Architektin: „Der Kate konnte nichts Besseres passieren als der Brand“
Es ist eine kühne These, die Heidrun Matzen im Gespräch mit unserer Redaktion in den Raum wirft: „Der Kate und dem Eigner konnte nichts Besseres passieren als der Brand – vorausgesetzt, es liegt eine Brandschutzversicherung vor.“ Das heiße nicht, dass sie nicht traurig über den verheerenden Feuerschaden an dem Gebäude sei.
„Ich hänge an der Suck’schen Kate, der Brand hat mich sehr bestürzt“, sagt sie. Doch vielleicht markiere er das Ende des jahrelangen Stillstandes. Die Theorie hinter Matzens Gedanken: Eine Brandschutzversicherung übernimmt die Kosten, wenn es zu einem Feuer gekommen ist. Sie könnte also möglicherweise für einen Wiederaufbau aufkommen.
Immobilieneigentümer sind nicht verpflichtet ihre Gebäude gegen Brand zu versichern
Doch mit dieser theoretischen Annahme sind viele Unbekannten verbunden – in erster Linie die, ob der Eigentümer für die Suck’sche Kate überhaupt eine Brandschutzversicherung hatte. Ob das der Fall ist, wisse die Architektin nicht, sie habe seit Jahren keinen Kontakt mehr zum ihm. Der Eigentümer selbst war für ein Gespräch mit unserer Redaktion nicht zu erreichen.
Eine Versicherung gegen Feuer ist für Immobilieneigentümer heute keine Pflicht mehr. Das war bis 1994 anders. Heute werden finanzielle Schäden durch Feuer gewöhnlich von der Gebäudeversicherung mit abgedeckt. Eigentümer können aber selbst entscheiden, ob sie eine solche abschließen.
Für die Sanierungspläne hätte der Eigentümer tief in die Tasche greifen müssen
Laut Glindes Bürgermeister Rainhard Zug steht der Eigentümer aktuell in Kontakt mit der Denkmalschutzbehörde, die begutachten müsse, ob die Überreste der Kate noch erhaltenswert sind. Es ist noch völlig offen, ob der Eigentümer zu einem Wiederaufbau verpflichtet werden kann und wer ihn in diesem Fall finanzieren würde.

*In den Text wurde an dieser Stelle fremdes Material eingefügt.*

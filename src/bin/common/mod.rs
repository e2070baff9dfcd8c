//! Helpers shared by the utility binaries

/// Value following `name` in `args`, or `default` when absent or unparsable
pub fn arg<T: std::str::FromStr>(args: &[String], name: &str, default: T) -> T {
    args.iter()
        .position(|a| a == name)
        .and_then(|i| args.get(i + 1))
        .and_then(|s| s.parse().ok())
        .unwrap_or(default)
}

#[cfg(test)]
mod tests {
    use super::*;

    fn args(list: &[&str]) -> Vec<String> {
        list.iter().map(|s| s.to_string()).collect()
    }

    #[test]
    fn test_arg_parses_value() {
        let argv = args(&["seed", "--total", "25"]);
        assert_eq!(arg(&argv, "--total", 1u32), 25);
    }

    #[test]
    fn test_arg_falls_back_to_default() {
        assert_eq!(arg(&args(&["seed"]), "--total", 1u32), 1);
        assert_eq!(arg(&args(&["seed", "--total"]), "--total", 1u32), 1);
        assert_eq!(arg(&args(&["seed", "--total", "many"]), "--total", 1u32), 1);
    }
}
//! Repositories
//!
//! Postgres-backed stores. Every repository takes its `PgPool` at
//! construction; writes that belong to a workflow take the caller's open
//! `Transaction` instead of using the pool.

mod credit_limit;
mod customer;
mod error;
mod session;
mod transaction;

pub use credit_limit::{CreditLimit, CreditLimitRepository};
pub use customer::{
    Customer, CustomerCredentials, CustomerRepository, NewCustomer, EMAIL_UNIQUE_CONSTRAINT,
    NIK_UNIQUE_CONSTRAINT,
};
pub use error::StorageError;
pub use session::SessionRepository;
pub use transaction::{NewTransaction, TransactionRecord, TransactionRepository};
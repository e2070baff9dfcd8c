//! Command Handlers module
//!
//! Handlers that orchestrate business operations over the repositories.
//! Each one is built per request from the shared pool.

mod auth_handler;
mod commands;
mod customer_handler;
mod transaction_handler;


pub use auth_handler::{AuthHandler, SessionTtl};
pub use commands::*;
pub use customer_handler::{CustomerProfile, CustomerQueryHandler, RegisterCustomerHandler};
pub use transaction_handler::{CreateTransactionHandler, TransactionQueryHandler, WorkflowStage};
//! Credentials and session tokens

pub mod password;
pub mod token;

pub use password::{hash_password, verify_password};
pub use token::{generate_token, hash_token, parse_bearer, TokenType};
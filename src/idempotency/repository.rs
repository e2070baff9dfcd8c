//! Idempotency Repository
//!
//! Caller-supplied keys for transaction creation. A key is recorded in the
//! same database transaction as the transaction row it produced, so a key
//! exists if and only if its transaction was committed.

use chrono::{DateTime, Duration, Utc};
use sqlx::{PgPool, Postgres, Transaction};
use uuid::Uuid;

/// Lifetime of a recorded key unless configured otherwise
pub const DEFAULT_KEY_TTL_HOURS: i64 = 24;

/// Primary key of `idempotency_keys`; a concurrent duplicate insert
/// violates it.
const IDEMPOTENCY_PKEY: &str = "idempotency_keys_pkey";

/// Stored idempotency key information
#[derive(Debug, Clone, sqlx::FromRow)]
pub struct IdempotencyKey {
    pub key: Uuid,
    pub customer_id: i64,
    pub request_hash: String,
    pub transaction_id: i64,
    pub created_at: DateTime<Utc>,
    pub expires_at: DateTime<Utc>,
}

impl IdempotencyKey {
    pub fn is_expired(&self, now: DateTime<Utc>) -> bool {
        self.expires_at <= now
    }
}

/// Outcome of looking up a key before doing any work
#[derive(Debug, Clone, PartialEq, Eq)]
pub enum IdempotencyStatus {
    /// Unknown (or expired) key: run the workflow and record it
    Fresh,
    /// Same request seen before: replay the stored transaction
    Completed { transaction_id: i64 },
}

/// Idempotency Repository Error
#[derive(Debug, thiserror::Error)]
pub enum IdempotencyError {
    #[error("Database error: {0}")]
    Database(#[from] sqlx::Error),

    #[error("Request hash mismatch for key {0}")]
    HashMismatch(Uuid),

    #[error("Key {0} was recorded by a concurrent request")]
    ConcurrentDuplicate(Uuid),
}

/// Repository for managing idempotency keys
#[derive(Debug, Clone)]
pub struct IdempotencyRepository {
    pool: PgPool,
    ttl: Duration,
}

impl IdempotencyRepository {
    pub fn new(pool: PgPool) -> Self {
        Self {
            pool,
            ttl: Duration::hours(DEFAULT_KEY_TTL_HOURS),
        }
    }

    pub fn with_ttl(mut self, ttl: Duration) -> Self {
        self.ttl = ttl;
        self
    }

    // =========================================================================
    // Lookup
    // =========================================================================

    /// Look up a key for this customer inside the workflow transaction.
    ///
    /// An expired key that the cleanup job has not purged yet is deleted here
    /// and treated as fresh.
    pub async fn check(
        &self,
        tx: &mut Transaction<'_, Postgres>,
        customer_id: i64,
        key: Uuid,
        request_hash: &str,
    ) -> Result<IdempotencyStatus, IdempotencyError> {
        let existing = sqlx::query_as::<_, IdempotencyKey>(
            r#"
            SELECT key, customer_id, request_hash, transaction_id, created_at, expires_at
            FROM idempotency_keys
            WHERE customer_id = $1 AND key = $2
            "#,
        )
        .bind(customer_id)
        .bind(key)
        .fetch_optional(&mut **tx)
        .await?;

        let Some(existing) = existing else {
            return Ok(IdempotencyStatus::Fresh);
        };

        if existing.is_expired(Utc::now()) {
            sqlx::query("DELETE FROM idempotency_keys WHERE customer_id = $1 AND key = $2")
                .bind(customer_id)
                .bind(key)
                .execute(&mut **tx)
                .await?;
            return Ok(IdempotencyStatus::Fresh);
        }

        if existing.request_hash != request_hash {
            return Err(IdempotencyError::HashMismatch(key));
        }

        Ok(IdempotencyStatus::Completed {
            transaction_id: existing.transaction_id,
        })
    }

    // =========================================================================
    // Record
    // =========================================================================

    /// Record the key alongside the transaction it produced.
    pub async fn record(
        &self,
        tx: &mut Transaction<'_, Postgres>,
        customer_id: i64,
        key: Uuid,
        request_hash: &str,
        transaction_id: i64,
    ) -> Result<(), IdempotencyError> {
        let expires_at = Utc::now() + self.ttl;

        sqlx::query(
            r#"
            INSERT INTO idempotency_keys (key, customer_id, request_hash, transaction_id, expires_at)
            VALUES ($1, $2, $3, $4, $5)
            "#,
        )
        .bind(key)
        .bind(customer_id)
        .bind(request_hash)
        .bind(transaction_id)
        .bind(expires_at)
        .execute(&mut **tx)
        .await
        .map_err(|err| match &err {
            sqlx::Error::Database(db_err)
                if db_err.is_unique_violation() && db_err.constraint() == Some(IDEMPOTENCY_PKEY) =>
            {
                IdempotencyError::ConcurrentDuplicate(key)
            }
            _ => IdempotencyError::Database(err),
        })?;

        Ok(())
    }

    /// Delete expired idempotency keys
    pub async fn cleanup_expired(&self) -> Result<u64, IdempotencyError> {
        let rows = sqlx::query(
            r#"
            DELETE FROM idempotency_keys
            WHERE expires_at < NOW()
            "#,
        )
        .execute(&self.pool)
        .await?
        .rows_affected();

        Ok(rows)
    }

    /// Compute SHA-256 hash of the canonical request for conflict detection
    pub fn compute_request_hash(body: &[u8]) -> String {
        use sha2::{Digest, Sha256};
        let mut hasher = Sha256::new();
        hasher.update(body);
        hex::encode(hasher.finalize())
    }
}

#[cfg(test)]
mod tests {
    use super::*;

    #[test]
    fn test_compute_request_hash() {
        let body = b"{\"otr\":500000,\"tenor\":3}";
        let hash = IdempotencyRepository::compute_request_hash(body);

        // Hash should be 64 hex characters (SHA-256)
        assert_eq!(hash.len(), 64);

        let hash2 = IdempotencyRepository::compute_request_hash(body);
        assert_eq!(hash, hash2);

        let hash3 = IdempotencyRepository::compute_request_hash(b"{\"otr\":500001,\"tenor\":3}");
        assert_ne!(hash, hash3);
    }

    #[test]
    fn test_key_expiry() {
        let now = Utc::now();
        let key = IdempotencyKey {
            key: Uuid::new_v4(),
            customer_id: 1,
            request_hash: "a".repeat(64),
            transaction_id: 10,
            created_at: now - Duration::hours(25),
            expires_at: now - Duration::hours(1),
        };
        assert!(key.is_expired(now));

        let live = IdempotencyKey {
            expires_at: now + Duration::hours(1),
            ..key
        };
        assert!(!live.is_expired(now));
    }

    #[test]
    fn test_idempotency_error_display() {
        let err = IdempotencyError::HashMismatch(Uuid::nil());
        assert!(err.to_string().contains("hash mismatch"));

        let err = IdempotencyError::ConcurrentDuplicate(Uuid::nil());
        assert!(err.to_string().contains("concurrent"));
    }
}
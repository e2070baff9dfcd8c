//! Credit Limit Repository
//!
//! Per-customer, per-tenor limits. Writes and the locked lookup run inside
//! the caller's transaction; listing reads straight from the pool.

use rust_decimal::Decimal;
use serde::Serialize;
use sqlx::{PgPool, Postgres, Transaction};

use super::StorageError;

/// One `(customer, tenor)` limit row
#[derive(Debug, Clone, PartialEq, Eq, Serialize, sqlx::FromRow)]
pub struct CreditLimit {
    pub customer_id: i64,
    pub tenor_month: i32,
    pub limit_amount: Decimal,
}

#[derive(Debug, Clone)]
pub struct CreditLimitRepository {
    pool: PgPool,
}

impl CreditLimitRepository {
    pub fn new(pool: PgPool) -> Self {
        Self { pool }
    }

    /// Insert one limit row. No existence check; the caller seeds each
    /// tenor exactly once.
    pub async fn insert(
        &self,
        tx: &mut Transaction<'_, Postgres>,
        customer_id: i64,
        tenor_month: i32,
        limit_amount: Decimal,
    ) -> Result<(), StorageError> {
        sqlx::query(
            r#"
            INSERT INTO credit_limits (customer_id, tenor_month, limit_amount)
            VALUES ($1, $2, $3)
            "#,
        )
        .bind(customer_id)
        .bind(tenor_month)
        .bind(limit_amount)
        .execute(&mut **tx)
        .await?;

        Ok(())
    }

    /// All limits of a customer, ordered by tenor. Empty when none exist.
    pub async fn find_by_customer(&self, customer_id: i64) -> Result<Vec<CreditLimit>, StorageError> {
        let limits = sqlx::query_as::<_, CreditLimit>(
            r#"
            SELECT customer_id, tenor_month, limit_amount
            FROM credit_limits
            WHERE customer_id = $1
            ORDER BY tenor_month ASC
            "#,
        )
        .bind(customer_id)
        .fetch_all(&self.pool)
        .await?;

        Ok(limits)
    }

    /// Locked point read for the transaction workflow.
    ///
    /// Takes a row lock (`FOR UPDATE`) held until the caller's transaction
    /// commits or rolls back, so concurrent requests for the same
    /// `(customer, tenor)` queue behind each other here.
    ///
    /// Returns `StorageError::NotFound` for an unknown customer or tenor.
    pub async fn find_locked(
        &self,
        tx: &mut Transaction<'_, Postgres>,
        customer_id: i64,
        tenor_month: i32,
    ) -> Result<CreditLimit, StorageError> {
        let limit = sqlx::query_as::<_, CreditLimit>(
            r#"
            SELECT customer_id, tenor_month, limit_amount
            FROM credit_limits
            WHERE customer_id = $1 AND tenor_month = $2
            FOR UPDATE
            "#,
        )
        .bind(customer_id)
        .bind(tenor_month)
        .fetch_optional(&mut **tx)
        .await?;

        limit.ok_or(StorageError::NotFound)
    }
}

Selbst wenn eine Brandschutzversicherung vorliege, hält Matzen es für fraglich, ob und in welchem Umfang diese entstandene Schäden ersetzen, gar den Wiederaufbau finanzieren würde. Fest steht wohl aber: „Der Eigentümer scheint offensichtlich nie ein Interesse daran gehabt zu haben, meine Pläne in die Tat umzusetzen“, so die Architektin. Für die hätte er ziemlich tief in die Tasche greifen müssen. Matzen: „Allein die Sanierung des Erdgeschosses hätte rund eine Million Euro gekostet, das Obergeschoss zwischen 400.000 und 600.000 Euro.“
Geschäftsmann aus Bergedorf hatte die Suck’sche Kate 2012 gekauft
Der Geschäftsmann aus Hamburg Bergedorf hatte die Suck’sche Kate 2012 gekauft. Die Stadt Glinde hatte nach dem Tod der letzten Bewohnerin keinen Gebrauch von ihrem Vorkaufsrecht gemacht. Der Eigentümer kündigte an, das Gebäude zu sanieren und selbst darin wohnen zu wollen. Doch es passierte nichts. Das Gebäude verfiel immer weiter.

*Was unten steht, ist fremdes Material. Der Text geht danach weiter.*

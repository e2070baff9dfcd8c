//! Command definitions
//!
//! Commands represent intentions to change the system state. Each command
//! validates its own shape before a handler touches the database.

use chrono::NaiveDate;
use rust_decimal::Decimal;
use serde::{Deserialize, Serialize};
use uuid::Uuid;

use crate::domain::validation::{
    parse_birth_date, validate_email, validate_nik, validate_password, validate_photo_path,
    validate_text,
};
use crate::domain::{Amount, DomainError, MAX_TENOR_MONTHS};
use crate::repository::TransactionRecord;

// =========================================================================
// RegisterCustomerCommand
// =========================================================================

/// Command to onboard a new customer
#[derive(Debug, Clone, Serialize, Deserialize)]
pub struct RegisterCustomerCommand {
    pub nik: String,
    pub email: String,
    pub password: String,
    pub full_name: String,
    pub legal_name: String,
    pub birth_place: String,
    pub birth_date: String,
    pub salary: i64,
    pub ktp_photo_path: String,
    pub selfie_photo_path: String,
}

impl RegisterCustomerCommand {
    /// Validate every field; returns the parsed birth date and salary.
    pub fn validate(&self) -> Result<(NaiveDate, Amount), DomainError> {
        validate_nik(&self.nik)?;
        validate_email(&self.email)?;
        validate_password(&self.password)?;
        validate_text("full_name", &self.full_name)?;
        validate_text("legal_name", &self.legal_name)?;
        validate_text("birth_place", &self.birth_place)?;
        let birth_date = parse_birth_date(&self.birth_date)?;
        let salary = Amount::new(self.salary)
            .map_err(|e| DomainError::validation("salary", e.to_string()))?;
        validate_photo_path("ktp_photo_path", &self.ktp_photo_path)?;
        validate_photo_path("selfie_photo_path", &self.selfie_photo_path)?;

        Ok((birth_date, salary))
    }
}

/// Result of a successful registration
#[derive(Debug, Clone, Serialize, Deserialize)]
pub struct RegisterCustomerResult {
    pub id: i64,
    pub email: String,
}

// =========================================================================
// LoginCommand
// =========================================================================

#[derive(Debug, Clone, Serialize, Deserialize)]
pub struct LoginCommand {
    pub email: String,
    pub password: String,
}

impl LoginCommand {
    pub fn new(email: String, password: String) -> Self {
        Self { email, password }
    }

    pub fn validate(&self) -> Result<(), DomainError> {
        validate_email(&self.email)?;
        if self.password.is_empty() {
            return Err(DomainError::validation("password", "is required"));
        }
        Ok(())
    }
}

/// Issued session pair
#[derive(Debug, Clone, Serialize, Deserialize)]
pub struct LoginResult {
    pub id: i64,
    pub email: String,
    pub full_name: String,
    pub token: String,
    pub refresh_token: String,
}

#[derive(Debug, Clone, Serialize, Deserialize)]
pub struct RefreshTokenResult {
    pub token: String,
}

// =========================================================================
// CreateTransactionCommand
// =========================================================================

/// Command to finance one purchase against the customer's credit limit.
///
/// `installment_amount` and `interest_amount` are caller estimates. They
/// must be positive when present but the server computes its own figures.
#[derive(Debug, Clone, Serialize, Deserialize)]
pub struct CreateTransactionCommand {
    pub on_the_road_price: Amount,
    pub tenor_month: i32,
    pub asset_name: String,
    pub installment_amount: Option<i64>,
    pub interest_amount: Option<i64>,
    #[serde(skip)]
    pub idempotency_key: Option<Uuid>,
}

impl CreateTransactionCommand {
    pub fn new(on_the_road_price: Amount, tenor_month: i32, asset_name: String) -> Self {
        Self {
            on_the_road_price,
            tenor_month,
            asset_name,
            installment_amount: None,
            interest_amount: None,
            idempotency_key: None,
        }
    }

    pub fn with_hints(mut self, installment_amount: i64, interest_amount: i64) -> Self {
        self.installment_amount = Some(installment_amount);
        self.interest_amount = Some(interest_amount);
        self
    }

    pub fn with_idempotency_key(mut self, key: Uuid) -> Self {
        self.idempotency_key = Some(key);
        self
    }

    pub fn validate(&self) -> Result<(), DomainError> {
        if self.tenor_month <= 0 || self.tenor_month > MAX_TENOR_MONTHS {
            return Err(DomainError::InvalidTenor(self.tenor_month));
        }
        validate_text("asset_name", &self.asset_name)?;
        if matches!(self.installment_amount, Some(v) if v <= 0) {
            return Err(DomainError::validation("installment_amount", "must be positive"));
        }
        if matches!(self.interest_amount, Some(v) if v <= 0) {
            return Err(DomainError::validation("interest_amount", "must be positive"));
        }
        Ok(())
    }

    /// Stable digest of the fields that define the request, used to
    /// recognise a retried request under the same idempotency key.
    pub fn request_hash(&self) -> String {
        let canonical = format!(
            "{}|{}|{}|{}|{}",
            self.on_the_road_price,
            self.tenor_month,
            self.asset_name,
            self.installment_amount.unwrap_or_default(),
            self.interest_amount.unwrap_or_default(),
        );
        crate::idempotency::IdempotencyRepository::compute_request_hash(canonical.as_bytes())
    }
}

/// Created (or replayed) transaction
#[derive(Debug, Clone, Serialize, Deserialize)]
pub struct CreateTransactionResult {
    pub id: i64,
    pub customer_id: i64,
    pub contract_number: String,
    pub on_the_road_price: Decimal,
    pub admin_fee: Decimal,
    pub installment_amount: Decimal,
    pub interest_amount: Decimal,
    pub asset_name: String,
    /// `true` when an earlier request with the same idempotency key
    /// produced this transaction
    pub replayed: bool,
}

impl CreateTransactionResult {
    pub fn from_record(record: TransactionRecord, replayed: bool) -> Self {
        Self {
            id: record.id,
            customer_id: record.customer_id,
            contract_number: record.contract_number,
            on_the_road_price: record.on_the_road_price,
            admin_fee: record.admin_fee,
            installment_amount: record.installment_amount,
            interest_amount: record.interest_amount,
            asset_name: record.asset_name,
            replayed,
        }
    }
}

Zeitweise diskutierte die Politik ein Enteignungsverfahren, verwarf den Gedanken aber wegen geringer Erfolgsaussichten. Weil er sich nicht an Nachbesserungsforderungen des Kreises hielt, verhängte die Denkmalschutzbehörde ein Zwangsgeld. Schließlich besserte der Eigentümer nach. Mit Stützbalken wurde 2016 etwa die Standsicherheit des Gebäudes gesichert. 2017 holte er sich die Baugenehmigung für die Sanierung, ließ von Heidrun Matzen Pläne für die Sanierung erarbeiten – wieder passierte nichts.

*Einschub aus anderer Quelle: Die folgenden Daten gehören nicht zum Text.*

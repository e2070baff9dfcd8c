//! Opaque bearer tokens
//!
//! Tokens are 32 random bytes, hex encoded. Only the SHA-256 digest of a
//! token is ever persisted.

use rand::RngCore;
use sha2::{Digest, Sha256};

const TOKEN_BYTES: usize = 32;

/// Kind of session a token belongs to
#[derive(Debug, Clone, Copy, PartialEq, Eq, Hash)]
pub enum TokenType {
    Access,
    Refresh,
}

impl TokenType {
    pub fn as_str(&self) -> &'static str {
        match self {
            TokenType::Access => "access",
            TokenType::Refresh => "refresh",
        }
    }
}

impl std::fmt::Display for TokenType {
    fn fmt(&self, f: &mut std::fmt::Formatter<'_>) -> std::fmt::Result {
        f.write_str(self.as_str())
    }
}

/// Generate a fresh token for handing to the client
pub fn generate_token() -> String {
    let mut bytes = [0u8; TOKEN_BYTES];
    rand::thread_rng().fill_bytes(&mut bytes);
    hex::encode(bytes)
}

/// Digest stored in `customer_sessions.token_hash`
pub fn hash_token(token: &str) -> String {
    let mut hasher = Sha256::new();
    hasher.update(token.as_bytes());
    hex::encode(hasher.finalize())
}

/// Extract the token from an `Authorization: Bearer <token>` value
pub fn parse_bearer(header_value: &str) -> Option<&str> {
    let (scheme, token) = header_value.trim().split_once(' ')?;
    if !scheme.eq_ignore_ascii_case("bearer") {
        return None;
    }
    let token = token.trim();
    (!token.is_empty()).then_some(token)
}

Ein Grund für die hohen Sanierungskosten: Schädlinge im Holz
„Ich habe den Plan in enger Zusammenarbeit mit der Denkmalschutzbehörde erarbeitet“, so die Architektin. „Es war ein unglaublich aufwendiger Auftrag“, sagt sie. „Da das Haus denkmalgeschützt ist, waren die Möglichkeiten, etwas zu verändern, sehr begrenzt. Zum Beispiel die Raumaufteilung durfte nicht abgewandelt werden.“
Ihre Sanierung sah unter anderem die Erneuerung der Böden vor. Ein Grund, der die Sanierungskosten so in die Höhe getrieben hat: „Das Holz war von einem Schädling befallen, der aufwendig hätte entfernt werden müssen.“ Sämtliche Skizzen, Pläne und den Schriftverkehr zu dem Projekt hat Matzen in einem dicken Ordner gesammelt. Das ist aber nicht alles. „Zu Hause habe ich ein ganzes Regal voll davon“, sagt die Architektin.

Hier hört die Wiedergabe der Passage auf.